**WORK TASK**
Reading through the lines below, count those that include the string "DependencyItem"; the answer is that number and nothing else.

---------- PROVIDED RECORDS

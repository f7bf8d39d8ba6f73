use orgscan_core::RecordKind;
use serde::{Deserialize, Serialize};
use std::collections::HashMap;

/// One related item in a dependency view.
#[derive(Debug, Clone, PartialEq, Serialize, Deserialize)]
pub struct DependencyItem {
    pub id: String,
    pub name: String,
    pub kind: RecordKind,
}

/// Aggregate usage of one record type within a view's referenced-by
/// side. `inactive` is only meaningful for kinds carrying an active
/// flag and stays zero otherwise.
#[derive(Debug, Clone, Copy, Default, PartialEq, Eq, Serialize, Deserialize)]
pub struct TypeUsageCount {
    pub total: usize,
    pub inactive: usize,
}

/// Per-item "uses / used-by" view, derived from the flat edge list and
/// never persisted. `had_error` marks best-effort enrichment that could
/// not fully resolve; it never fails the surrounding recipe.
#[derive(Debug, Clone, Default, PartialEq, Serialize, Deserialize)]
pub struct DependencyView {
    pub had_error: bool,
    pub using: Vec<DependencyItem>,
    pub referenced_by: Vec<DependencyItem>,
    pub referenced_by_types: HashMap<String, TypeUsageCount>,
}

impl DependencyView {
    pub fn errored() -> Self {
        Self {
            had_error: true,
            ..Default::default()
        }
    }

    pub fn reference_count(&self) -> usize {
        self.referenced_by.len()
    }

    pub fn is_unused(&self) -> bool {
        !self.had_error && self.referenced_by.is_empty()
    }
}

--------------------

**OUTPUT BELOW**
3